PROBLEM: Filter the entries below, keeping only lines with "typed".
──────── INPUT DATA ────────
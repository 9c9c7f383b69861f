//! Defines [`BitString`] and the segment-based binary builder.
//!
//! A bitstring is an exact-length sequence of bits; its length does not
//! have to be a multiple of eight.  Bits are packed most-significant-first
//! into bytes and the unused low bits of the last byte are always zero.
//!
//! [`Term::bitstring_from_segments`] concatenates the bit expansion of a
//! sequence of typed [`Segment`]s.  Every segment is validated before any
//! bits are produced, so a bad segment never yields a partial value.

use crate::{Term, TermError, View};
use core::fmt;
use num_bigint::BigInt;
use smartstring::alias::String;

/// An immutable, exact-length sequence of bits.
#[derive(Clone, Default, PartialEq, Eq, Hash)]
pub struct BitString {
    bytes: Vec<u8>,
    len: usize,
}

impl BitString {
    /// Returns an empty bitstring.
    pub fn new() -> Self {
        Self::default()
    }

    /// Returns a byte-aligned bitstring holding `bytes`.
    pub fn from_bytes(bytes: &[u8]) -> Self {
        Self {
            bytes: bytes.to_vec(),
            len: bytes.len() * 8,
        }
    }

    /// Number of bits.
    #[inline]
    pub fn len(&self) -> usize {
        self.len
    }

    #[inline]
    pub fn is_empty(&self) -> bool {
        self.len == 0
    }

    /// Returns `true` when the bit length is a multiple of eight.
    #[inline]
    pub fn is_binary(&self) -> bool {
        self.len % 8 == 0
    }

    /// The packed bytes.  When the length is not byte aligned the trailing
    /// bits of the last byte are zero.
    #[inline]
    pub fn as_bytes(&self) -> &[u8] {
        &self.bytes
    }

    /// Returns the bit at `index`, or `None` past the end.
    #[inline]
    pub fn bit(&self, index: usize) -> Option<bool> {
        (index < self.len).then(|| self.bytes[index / 8] & (0x80 >> (index % 8)) != 0)
    }

    /// Iterates over the bits in order.
    pub fn bits(&self) -> impl Iterator<Item = bool> + '_ {
        (0..self.len).map(move |i| self.bytes[i / 8] & (0x80 >> (i % 8)) != 0)
    }

    /// Renders the bits as a string of `0` and `1` characters.
    pub fn to_bit_string(&self) -> String {
        self.bits().map(|b| if b { '1' } else { '0' }).collect()
    }

    /// Decodes the content as UTF-8 text.  Only byte-aligned bitstrings
    /// have a textual form.
    pub fn to_text(&self) -> Result<&str, TermError> {
        if !self.is_binary() {
            return Err(TermError::UnsupportedVariant {
                operation: "to_text",
                kind: "non-binary bitstring",
            });
        }
        core::str::from_utf8(&self.bytes).map_err(|_| TermError::InvalidUtf8)
    }

    fn push(&mut self, bit: bool) {
        if self.len % 8 == 0 {
            self.bytes.push(0);
        }
        if bit {
            let last = self.bytes.len() - 1;
            self.bytes[last] |= 0x80 >> (self.len % 8);
        }
        self.len += 1;
    }

    fn extend_bytes(&mut self, bytes: &[u8]) {
        if self.is_binary() {
            self.bytes.extend_from_slice(bytes);
            self.len += bytes.len() * 8;
        } else {
            for byte in bytes {
                for shift in (0..8).rev() {
                    self.push((byte >> shift) & 1 == 1);
                }
            }
        }
    }

    fn append(&mut self, other: &BitString) {
        if self.is_binary() {
            self.bytes.extend_from_slice(&other.bytes);
            self.len += other.len;
        } else {
            other.bits().for_each(|b| self.push(b));
        }
    }
}

impl FromIterator<bool> for BitString {
    fn from_iter<I: IntoIterator<Item = bool>>(iter: I) -> Self {
        let mut bits = BitString::new();
        iter.into_iter().for_each(|b| bits.push(b));
        bits
    }
}

impl fmt::Debug for BitString {
    fn fmt(&self, f: &mut fmt::Formatter<'_>) -> fmt::Result {
        f.debug_tuple("BitString").field(&self.to_bit_string().as_str()).finish()
    }
}

/// Largest width, in bits, an integer segment may declare.
pub const MAX_SEGMENT_BITS: u64 = 1 << 24;

/// Declared representation of a binary segment.
#[derive(Debug, Clone, Copy, PartialEq, Eq)]
pub enum SegmentKind {
    Integer,
    Float,
    Bitstring,
    String,
}

impl SegmentKind {
    /// The kind name as it appears in error messages.  It equals the
    /// [`Term::kind_name`] a segment value must have.
    pub fn name(self) -> &'static str {
        match self {
            SegmentKind::Integer => "integer",
            SegmentKind::Float => "float",
            SegmentKind::Bitstring => "bitstring",
            SegmentKind::String => "string",
        }
    }

    fn default_size(self) -> u64 {
        match self {
            SegmentKind::Integer => 8,
            SegmentKind::Float => 64,
            SegmentKind::Bitstring | SegmentKind::String => 0,
        }
    }
}

/// One typed segment of a binary under construction.
///
/// `size` counts units and `unit` is the width of one unit in bits.  Only
/// integer and float segments use them; bitstring and string segments are
/// always appended whole.
#[derive(Debug, Clone)]
pub struct Segment {
    kind: SegmentKind,
    value: Term,
    size: Option<u64>,
    unit: Option<u64>,
}

impl Segment {
    pub fn new(kind: SegmentKind, value: impl Into<Term>) -> Self {
        Self {
            kind,
            value: value.into(),
            size: None,
            unit: None,
        }
    }

    pub fn integer(value: impl Into<Term>) -> Self {
        Self::new(SegmentKind::Integer, value)
    }

    pub fn float(value: impl Into<Term>) -> Self {
        Self::new(SegmentKind::Float, value)
    }

    pub fn bitstring(value: impl Into<Term>) -> Self {
        Self::new(SegmentKind::Bitstring, value)
    }

    pub fn string(value: impl Into<Term>) -> Self {
        Self::new(SegmentKind::String, value)
    }

    pub fn size(mut self, size: u64) -> Self {
        self.size = Some(size);
        self
    }

    pub fn unit(mut self, unit: u64) -> Self {
        self.unit = Some(unit);
        self
    }

    #[inline]
    pub fn kind(&self) -> SegmentKind {
        self.kind
    }

    #[inline]
    pub fn value(&self) -> &Term {
        &self.value
    }

    /// Declared width in bits (`size * unit`).
    pub fn bit_width(&self) -> u64 {
        self.size
            .unwrap_or_else(|| self.kind.default_size())
            .saturating_mul(self.unit.unwrap_or(1))
    }

    fn validate(&self, index: usize) -> Result<(), TermError> {
        if self.value.kind_name() != self.kind.name() {
            return Err(TermError::TypeMismatch {
                index,
                kind: self.kind.name(),
                article: indefinite_article(self.kind.name()),
                received: String::from(self.value.display().to_string()),
            });
        }
        if self.kind == SegmentKind::Integer && self.bit_width() > MAX_SEGMENT_BITS {
            return Err(TermError::InvalidSegmentWidth {
                index,
                kind: self.kind.name(),
                bits: self.bit_width(),
            });
        }
        if self.kind == SegmentKind::Float && !matches!(self.bit_width(), 32 | 64) {
            return Err(TermError::InvalidSegmentWidth {
                index,
                kind: self.kind.name(),
                bits: self.bit_width(),
            });
        }
        Ok(())
    }

    fn write_to(&self, out: &mut BitString) {
        match self.value.view() {
            View::Integer(value) => push_integer_bits(out, value, self.bit_width()),
            View::Float(value) => {
                if self.bit_width() == 32 {
                    out.extend_bytes(&(value as f32).to_bits().to_be_bytes());
                } else {
                    out.extend_bytes(&value.to_bits().to_be_bytes());
                }
            }
            View::Bitstring(bits) => out.append(bits),
            View::String(text) => out.extend_bytes(text.as_bytes()),
            // `validate` admits only the four kinds above.
            _ => {}
        }
    }
}

/// Appends the low `width` bits of `value`, most significant first.
/// Negative values contribute their two's-complement bits.
fn push_integer_bits(out: &mut BitString, value: &BigInt, width: u64) {
    for i in (0..width).rev() {
        out.push(value.bit(i));
    }
}

/// Returns `"an"` for kind names starting with a vowel, `"a"` otherwise.
pub fn indefinite_article(word: &str) -> &'static str {
    match word.chars().next().map(|c| c.to_ascii_lowercase()) {
        Some('a' | 'e' | 'i' | 'o' | 'u') => "an",
        _ => "a",
    }
}

impl Term {
    /// Builds a bitstring term from typed segments.
    ///
    /// Fails with [`TermError::TypeMismatch`] naming the 1-based position
    /// of the first segment whose value does not have the declared kind.
    /// Integers wider than their segment are silently truncated.
    pub fn bitstring_from_segments(segments: &[Segment]) -> Result<Term, TermError> {
        for (i, segment) in segments.iter().enumerate() {
            segment.validate(i + 1)?;
        }
        let mut bits = BitString::new();
        for segment in segments {
            segment.write_to(&mut bits);
        }
        log::trace!(
            "built bitstring of {} bits from {} segments",
            bits.len(),
            segments.len()
        );
        Ok(Term::bitstring(bits))
    }
}

#[cfg(test)]
mod tests {
    use super::*;

    fn bits_of(t: &Term) -> String {
        t.unpack_bitstring().unwrap().to_bit_string()
    }

    #[test]
    fn integer_segment_truncates_to_width() {
        let _ = env_logger::builder().is_test(true).try_init();
        let t = Term::bitstring_from_segments(&[Segment::integer(260).size(8).unit(1)]).unwrap();
        assert_eq!(bits_of(&t), "00000100");
        assert_eq!(t.unpack_bitstring().unwrap().as_bytes(), &[4]);
    }

    #[test]
    fn integer_segment_defaults_to_one_byte() {
        let t = Term::bitstring_from_segments(&[Segment::integer(65), Segment::integer(66)]).unwrap();
        let bits = t.unpack_bitstring().unwrap();
        assert_eq!(bits.len(), 16);
        assert_eq!(bits.to_text().unwrap(), "AB");
        assert!(t.is_binary());
    }

    #[test]
    fn negative_integers_wrap() {
        let t = Term::bitstring_from_segments(&[Segment::integer(-1).size(4)]).unwrap();
        assert_eq!(bits_of(&t), "1111");
        let t = Term::bitstring_from_segments(&[Segment::integer(-2).size(3)]).unwrap();
        assert_eq!(bits_of(&t), "110");
    }

    #[test]
    fn wide_integers_sign_extend() {
        let t = Term::bitstring_from_segments(&[Segment::integer(-1).size(70)]).unwrap();
        assert_eq!(bits_of(&t), "1".repeat(70).as_str());
        let t = Term::bitstring_from_segments(&[Segment::integer(5).size(2).unit(40)]).unwrap();
        assert_eq!(bits_of(&t), format!("{}101", "0".repeat(77)).as_str());
    }

    #[test]
    fn oversized_integer_width_is_rejected() {
        let err = Term::bitstring_from_segments(&[Segment::integer(1).size(u64::MAX)]).unwrap_err();
        assert!(matches!(
            err,
            TermError::InvalidSegmentWidth { index: 1, kind: "integer", bits: u64::MAX }
        ));
        let err = Term::bitstring_from_segments(&[
            Segment::integer(1),
            Segment::integer(1).size(MAX_SEGMENT_BITS).unit(2),
        ])
        .unwrap_err();
        assert!(matches!(err, TermError::InvalidSegmentWidth { index: 2, .. }));
    }

    #[test]
    fn size_times_unit() {
        let t = Term::bitstring_from_segments(&[Segment::integer(1).size(2).unit(4)]).unwrap();
        assert_eq!(bits_of(&t), "00000001");
    }

    #[test]
    fn length_is_not_padded() {
        let t = Term::bitstring_from_segments(&[
            Segment::integer(5).size(3),
            Segment::integer(1).size(2),
        ])
        .unwrap();
        let bits = t.unpack_bitstring().unwrap();
        assert_eq!(bits.len(), 5);
        assert_eq!(bits.to_bit_string(), "10101");
        assert_eq!(bits.as_bytes(), &[0b1010_1000]);
        assert!(!t.is_binary());
    }

    #[test]
    fn bitstring_segment_is_verbatim() {
        let _ = env_logger::builder().is_test(true).try_init();
        let inner = Term::bitstring_from_segments(&[Segment::integer(3).size(3)]).unwrap();
        let t = Term::bitstring_from_segments(&[
            Segment::integer(1).size(1),
            Segment::bitstring(inner.clone()),
            Segment::bitstring(inner),
        ])
        .unwrap();
        assert_eq!(bits_of(&t), "1011011");
    }

    #[test]
    fn unaligned_append_of_bytes() {
        let t = Term::bitstring_from_segments(&[
            Segment::integer(1).size(1),
            Segment::string("A"),
        ])
        .unwrap();
        assert_eq!(bits_of(&t), "101000001");
    }

    #[test]
    fn empty_segment_list_is_empty() {
        let t = Term::bitstring_from_segments(&[]).unwrap();
        assert!(t.unpack_bitstring().unwrap().is_empty());
        let base = Term::bitstring_from_segments(&[Segment::integer(7).size(3)]).unwrap();
        let again = Term::bitstring_from_segments(&[Segment::bitstring(base.clone())]).unwrap();
        assert_eq!(base, again);
    }

    #[test]
    fn float_segments() {
        let t = Term::bitstring_from_segments(&[Segment::float(1.0)]).unwrap();
        assert_eq!(
            t.unpack_bitstring().unwrap().as_bytes(),
            &1.0f64.to_bits().to_be_bytes()
        );
        let t = Term::bitstring_from_segments(&[Segment::float(1.5).size(32)]).unwrap();
        assert_eq!(t.unpack_bitstring().unwrap().as_bytes(), &[0x3f, 0xc0, 0, 0]);
        let err = Term::bitstring_from_segments(&[Segment::float(1.5).size(12)]).unwrap_err();
        assert!(matches!(err, TermError::InvalidSegmentWidth { index: 1, bits: 12, .. }));
    }

    #[test]
    fn type_mismatch_reports_position() {
        let err = Term::bitstring_from_segments(&[Segment::integer(Term::string("abc"))]).unwrap_err();
        assert_eq!(
            err.to_string(),
            "construction of binary failed: segment 1 of type 'integer': expected an integer but got: \"abc\""
        );
        let err = Term::bitstring_from_segments(&[
            Segment::integer(1),
            Segment::integer(123.45),
        ])
        .unwrap_err();
        assert!(matches!(err, TermError::TypeMismatch { index: 2, article: "an", .. }));
        let err = Term::bitstring_from_segments(&[Segment::bitstring(1)]).unwrap_err();
        assert!(matches!(err, TermError::TypeMismatch { article: "a", kind: "bitstring", .. }));
    }

    #[test]
    fn validation_precedes_building() {
        let err = Term::bitstring_from_segments(&[
            Segment::integer(1),
            Segment::string(Term::atom("x")),
        ]);
        assert!(err.is_err());
    }

    #[test]
    fn bits_from_iterator() {
        let bits: BitString = [true, false, true].into_iter().collect();
        assert_eq!(bits.len(), 3);
        assert_eq!(bits.bit(0), Some(true));
        assert_eq!(bits.bit(1), Some(false));
        assert_eq!(bits.bit(3), None);
        assert!(bits.to_text().is_err());
    }

    #[test]
    fn invalid_utf8_is_reported() {
        let bits = BitString::from_bytes(&[0xff, 0xfe]);
        assert_eq!(bits.to_text().unwrap_err(), TermError::InvalidUtf8);
    }

    #[test]
    fn articles() {
        assert_eq!(indefinite_article("integer"), "an");
        assert_eq!(indefinite_article("float"), "a");
        assert_eq!(indefinite_article("atom"), "an");
    }
}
────────
SOLUTION:
//! sequence of typed [`Segment`]s.  Every segment is validated before any
/// One typed segment of a binary under construction.
    /// Builds a bitstring term from typed segments.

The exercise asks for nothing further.